|Title||Fumarase deficiency is an autosomal recessive encephalopathy affecting both the mitochondrial and the cytosolic enzymes.|
|Publication Type||Journal Article|
|Year of Publication||1990|
|Authors||Gellera, C, Uziel, G, Rimoldi, M, Zeviani, M, Laverda, A, Carrara, F, DiDonato, S|
|Issue||3 Pt 1|
|Date Published||1990 Mar|
|Keywords||Acids, Blotting, Western, Brain Diseases, Metabolic, Carnitine, Chromatography, Gas, Chromosome Aberrations, Chromosome Disorders, Cytosol, Fumarate Hydratase, Genes, Recessive, Humans, Infant, Isoenzymes, Male, Mitochondria|
A 7-month-old boy died in a demented state after a clinical history characterized by generalized seizures, psychomotor deterioration, and fumaric aciduria.

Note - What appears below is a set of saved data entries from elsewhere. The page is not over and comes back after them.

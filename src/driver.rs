//! Per-frame tick: rebuild the atlas when it is stale, upload the latest video
//! frame, push uniforms, draw once.

use anyhow::{Context, Result};
use tracing::{info, trace};

use crate::atlas::{build_atlas, AtlasLayout, GlyphAtlas, GlyphCell, GlyphRasterizer};
use crate::charset::CharacterSet;
use crate::error_codes::{CodedError, CONFIG_INVALID_COLUMNS};
use crate::grid::{resolve_grid, Grid, SurfaceSize};
use crate::shading::AsciiUniforms;
use crate::source::{FrameSource, VideoFrame};

/// Where a tick's work lands. Implemented by the GPU renderer over a target
/// view; tests record the calls instead.
pub trait FrameSink {
    fn upload_atlas(&mut self, atlas: &GlyphAtlas) -> Result<()>;
    fn upload_frame(&mut self, frame: &VideoFrame) -> Result<()>;
    /// Undrawable uniforms (empty grid) must clear the target instead.
    fn draw(&mut self, uniforms: &AsciiUniforms) -> Result<()>;
}

#[derive(Debug, Clone, Copy, PartialEq, Eq)]
pub enum TickOutcome {
    /// No frame was ready; nothing was submitted.
    Skipped,
    Drawn(Grid),
}

pub struct FrameDriver {
    columns: u32,
    charset: CharacterSet,
    surface: SurfaceSize,
    rasterizer: Box<dyn GlyphRasterizer>,
    atlas: Option<GlyphAtlas>,
    atlas_dirty: bool,
}

impl FrameDriver {
    pub fn new(
        columns: u32,
        charset: CharacterSet,
        surface: SurfaceSize,
        rasterizer: Box<dyn GlyphRasterizer>,
    ) -> Result<Self> {
        validate_columns(columns)?;
        Ok(Self {
            columns,
            charset,
            surface,
            rasterizer,
            atlas: None,
            atlas_dirty: true,
        })
    }

    pub fn columns(&self) -> u32 {
        self.columns
    }

    pub fn charset(&self) -> &CharacterSet {
        &self.charset
    }

    pub fn surface(&self) -> SurfaceSize {
        self.surface
    }

    pub fn atlas(&self) -> Option<&GlyphAtlas> {
        self.atlas.as_ref()
    }

    pub fn is_atlas_dirty(&self) -> bool {
        self.atlas_dirty
    }

    pub fn set_columns(&mut self, columns: u32) -> Result<()> {
        validate_columns(columns)?;
        self.columns = columns;
        self.atlas_dirty = true;
        Ok(())
    }

    pub fn set_charset(&mut self, charset: CharacterSet) {
        self.charset = charset;
        self.atlas_dirty = true;
    }

    /// Glyph cells depend on the output width only, so a height-only resize
    /// keeps the current atlas.
    pub fn resize(&mut self, surface: SurfaceSize) {
        if surface.width != self.surface.width {
            self.atlas_dirty = true;
        }
        self.surface = surface;
    }

    pub fn tick(
        &mut self,
        source: &mut dyn FrameSource,
        sink: &mut dyn FrameSink,
    ) -> Result<TickOutcome> {
        source.poll();
        let Some(frame) = source.current_frame() else {
            trace!(source = source.label(), "no frame ready; skipping tick");
            return Ok(TickOutcome::Skipped);
        };

        if self.atlas_dirty || self.atlas.is_none() {
            self.rebuild_atlas(sink)?;
        }
        let Some(atlas) = self.atlas.as_ref() else {
            return Ok(TickOutcome::Skipped);
        };

        let grid = resolve_grid(self.columns, self.surface, Some((frame.width, frame.height)));
        let uniforms = AsciiUniforms::new(self.surface, grid, &atlas.layout());

        sink.upload_frame(frame).context("failed to upload video frame")?;
        sink.draw(&uniforms).context("failed to draw ascii frame")?;
        trace!(cols = grid.cols, rows = grid.rows, "drew frame");
        Ok(TickOutcome::Drawn(grid))
    }

    fn rebuild_atlas(&mut self, sink: &mut dyn FrameSink) -> Result<()> {
        let layout = AtlasLayout::for_glyph_count(self.charset.len() as u32);
        let cell = GlyphCell::for_atlas(self.surface.width, self.columns, &layout);
        let atlas = build_atlas(&self.charset, cell, self.rasterizer.as_mut())?;
        sink.upload_atlas(&atlas).context("failed to upload glyph atlas")?;
        info!(
            glyphs = self.charset.len(),
            columns = self.columns,
            cell_width = cell.width,
            cell_height = cell.height,
            "rebuilt glyph atlas {}x{}",
            atlas.width(),
            atlas.height()
        );
        self.atlas = Some(atlas);
        self.atlas_dirty = false;
        Ok(())
    }
}

fn validate_columns(columns: u32) -> Result<()> {
    if columns == 0 {
        return Err(CodedError::config(CONFIG_INVALID_COLUMNS, "columns must be at least 1").into());
    }
    Ok(())
}

#[cfg(test)]
mod tests {
    use super::*;
    use crate::atlas::GlyphBitmap;
    use crate::error_codes::find_coded_error;
    use crate::source::StillImageSource;

    struct BlockRasterizer;

    impl GlyphRasterizer for BlockRasterizer {
        fn rasterize(&mut self, _symbol: char, cell: GlyphCell) -> GlyphBitmap {
            GlyphBitmap {
                width: 2,
                height: 2,
                offset_x: (cell.width / 2) as i32,
                offset_y: (cell.height / 2) as i32,
                coverage: vec![255; 4],
            }
        }
    }

    #[derive(Default)]
    struct RecordingSink {
        calls: Vec<&'static str>,
        atlas_sizes: Vec<(u32, u32)>,
        uniforms: Vec<AsciiUniforms>,
    }

    impl FrameSink for RecordingSink {
        fn upload_atlas(&mut self, atlas: &GlyphAtlas) -> Result<()> {
            self.calls.push("atlas");
            self.atlas_sizes.push((atlas.width(), atlas.height()));
            Ok(())
        }

        fn upload_frame(&mut self, _frame: &VideoFrame) -> Result<()> {
            self.calls.push("frame");
            Ok(())
        }

        fn draw(&mut self, uniforms: &AsciiUniforms) -> Result<()> {
            self.calls.push("draw");
            self.uniforms.push(*uniforms);
            Ok(())
        }
    }

    struct PendingSource;

    impl FrameSource for PendingSource {
        fn label(&self) -> &str {
            "pending"
        }

        fn dimensions(&self) -> Option<(u32, u32)> {
            None
        }

        fn current_frame(&self) -> Option<&VideoFrame> {
            None
        }
    }

    fn driver(columns: u32, width: u32, height: u32) -> FrameDriver {
        FrameDriver::new(
            columns,
            CharacterSet::default(),
            SurfaceSize::new(width, height),
            Box::new(BlockRasterizer),
        )
        .expect("driver should build")
    }

    fn gray_still() -> StillImageSource {
        StillImageSource::from_frame("gray", VideoFrame::solid(640, 480, [128, 128, 128, 255]))
    }

    #[test]
    fn not_ready_source_skips_without_touching_sink() {
        let mut driver = driver(80, 640, 480);
        let mut sink = RecordingSink::default();
        let outcome = driver.tick(&mut PendingSource, &mut sink).expect("tick");
        assert_eq!(outcome, TickOutcome::Skipped);
        assert!(sink.calls.is_empty());
        assert!(driver.is_atlas_dirty());
    }

    #[test]
    fn first_tick_builds_atlas_then_draws() {
        let mut driver = driver(80, 640, 480);
        let mut sink = RecordingSink::default();
        let outcome = driver.tick(&mut gray_still(), &mut sink).expect("tick");

        assert_eq!(outcome, TickOutcome::Drawn(Grid { cols: 80, rows: 60 }));
        assert_eq!(sink.calls, vec!["atlas", "frame", "draw"]);
        assert!(!driver.is_atlas_dirty());
        assert_eq!(sink.uniforms[0].grid, [80.0, 60.0]);
        assert_eq!(sink.uniforms[0].charset_len, 10.0);
    }

    #[test]
    fn steady_ticks_do_not_rebuild_atlas() {
        let mut driver = driver(80, 640, 480);
        let mut sink = RecordingSink::default();
        let mut source = gray_still();
        for _ in 0..3 {
            driver.tick(&mut source, &mut sink).expect("tick");
        }
        assert_eq!(sink.calls.iter().filter(|call| **call == "atlas").count(), 1);
        assert_eq!(sink.calls.iter().filter(|call| **call == "draw").count(), 3);
    }

    #[test]
    fn height_only_resize_keeps_atlas() {
        let mut driver = driver(80, 640, 480);
        let mut sink = RecordingSink::default();
        let mut source = gray_still();
        driver.tick(&mut source, &mut sink).expect("tick");

        driver.resize(SurfaceSize::new(640, 900));
        assert!(!driver.is_atlas_dirty());
        driver.tick(&mut source, &mut sink).expect("tick");
        assert_eq!(sink.atlas_sizes.len(), 1);
        assert_eq!(sink.uniforms[1].resolution, [640.0, 900.0]);
    }

    #[test]
    fn width_resize_rebuilds_with_new_cell_size() {
        let mut driver = driver(80, 640, 480);
        let mut sink = RecordingSink::default();
        let mut source = gray_still();
        driver.tick(&mut source, &mut sink).expect("tick");

        driver.resize(SurfaceSize::new(1280, 960));
        assert!(driver.is_atlas_dirty());
        driver.tick(&mut source, &mut sink).expect("tick");

        assert_eq!(sink.atlas_sizes.len(), 2);
        assert_ne!(sink.atlas_sizes[0], sink.atlas_sizes[1]);
        assert_eq!(sink.uniforms[0].atlas_grid, sink.uniforms[1].atlas_grid);
        assert_eq!(sink.uniforms[0].charset_len, sink.uniforms[1].charset_len);
    }

    #[test]
    fn config_changes_mark_atlas_dirty() {
        let mut driver = driver(80, 640, 480);
        let mut sink = RecordingSink::default();
        let mut source = gray_still();
        driver.tick(&mut source, &mut sink).expect("tick");

        driver.set_columns(40).expect("columns");
        assert!(driver.is_atlas_dirty());
        driver.tick(&mut source, &mut sink).expect("tick");

        driver.set_charset(CharacterSet::preset("blocks").expect("preset"));
        driver.tick(&mut source, &mut sink).expect("tick");
        assert_eq!(sink.atlas_sizes.len(), 3);
        assert_eq!(sink.uniforms[2].charset_len, 5.0);
        assert_eq!(sink.uniforms[2].grid, [40.0, 30.0]);
    }

    #[test]
    fn zero_columns_is_a_config_error() {
        let mut driver = driver(80, 640, 480);
        let error = driver.set_columns(0).unwrap_err();
        assert_eq!(
            find_coded_error(&error).map(|coded| coded.code),
            Some(CONFIG_INVALID_COLUMNS)
        );
        assert_eq!(driver.columns(), 80);
    }

    #[test]
    fn single_column_on_wide_surface_keeps_drawing() {
        let mut driver = driver(120, 1280, 720);
        let mut sink = RecordingSink::default();
        let mut source = gray_still();
        driver.tick(&mut source, &mut sink).expect("tick");

        driver.set_columns(1).expect("one column is valid");
        for _ in 0..3 {
            let outcome = driver.tick(&mut source, &mut sink).expect("tick after set_columns(1)");
            assert_eq!(outcome, TickOutcome::Drawn(Grid { cols: 1, rows: 0 }));
        }
        assert_eq!(sink.calls.iter().filter(|call| **call == "draw").count(), 4);
        assert_eq!(sink.atlas_sizes.len(), 2);
        let (width, height) = sink.atlas_sizes[1];
        assert!(width <= crate::atlas::MAX_ATLAS_DIMENSION, "atlas {width}x{height}");
        assert!(height <= crate::atlas::MAX_ATLAS_DIMENSION);
        assert_eq!(driver.atlas().map(|atlas| atlas.cell().width), Some(819));
    }

    #[test]
    fn flat_video_draws_undrawable_uniforms() {
        let mut driver = driver(1, 640, 480);
        let mut sink = RecordingSink::default();
        let mut source =
            StillImageSource::from_frame("strip", VideoFrame::solid(400, 2, [255, 255, 255, 255]));
        let outcome = driver.tick(&mut source, &mut sink).expect("tick");
        assert_eq!(outcome, TickOutcome::Drawn(Grid { cols: 1, rows: 0 }));
        assert!(!sink.uniforms[0].is_drawable());
    }

    struct FailingAtlasSink;

    impl FrameSink for FailingAtlasSink {
        fn upload_atlas(&mut self, _atlas: &GlyphAtlas) -> Result<()> {
            anyhow::bail!("device lost")
        }

        fn upload_frame(&mut self, _frame: &VideoFrame) -> Result<()> {
            Ok(())
        }

        fn draw(&mut self, _uniforms: &AsciiUniforms) -> Result<()> {
            Ok(())
        }
    }

    #[test]
    fn failed_atlas_upload_stays_dirty() {
        let mut driver = driver(80, 640, 480);
        assert!(driver.tick(&mut gray_still(), &mut FailingAtlasSink).is_err());
        assert!(driver.is_atlas_dirty());
        assert!(driver.atlas().is_none());
    }
}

We found a marked deficiency of both mitochondrial and cytosolic fumarases in skeletal muscle, brain, cerebellum, heart, kidney, liver, and cultured fibroblasts. Fumarase activities were 30 to 50% compared with controls in both mitochondria and cytosol from cultured fibroblasts of the parents. Antifumarase cross-reacting material was present in negligible amounts in the patient's tissues. Our data indicate that this disease is an autosomal recessive encephalopathy, due to a single mutation affecting the gene encoding both forms of the enzyme.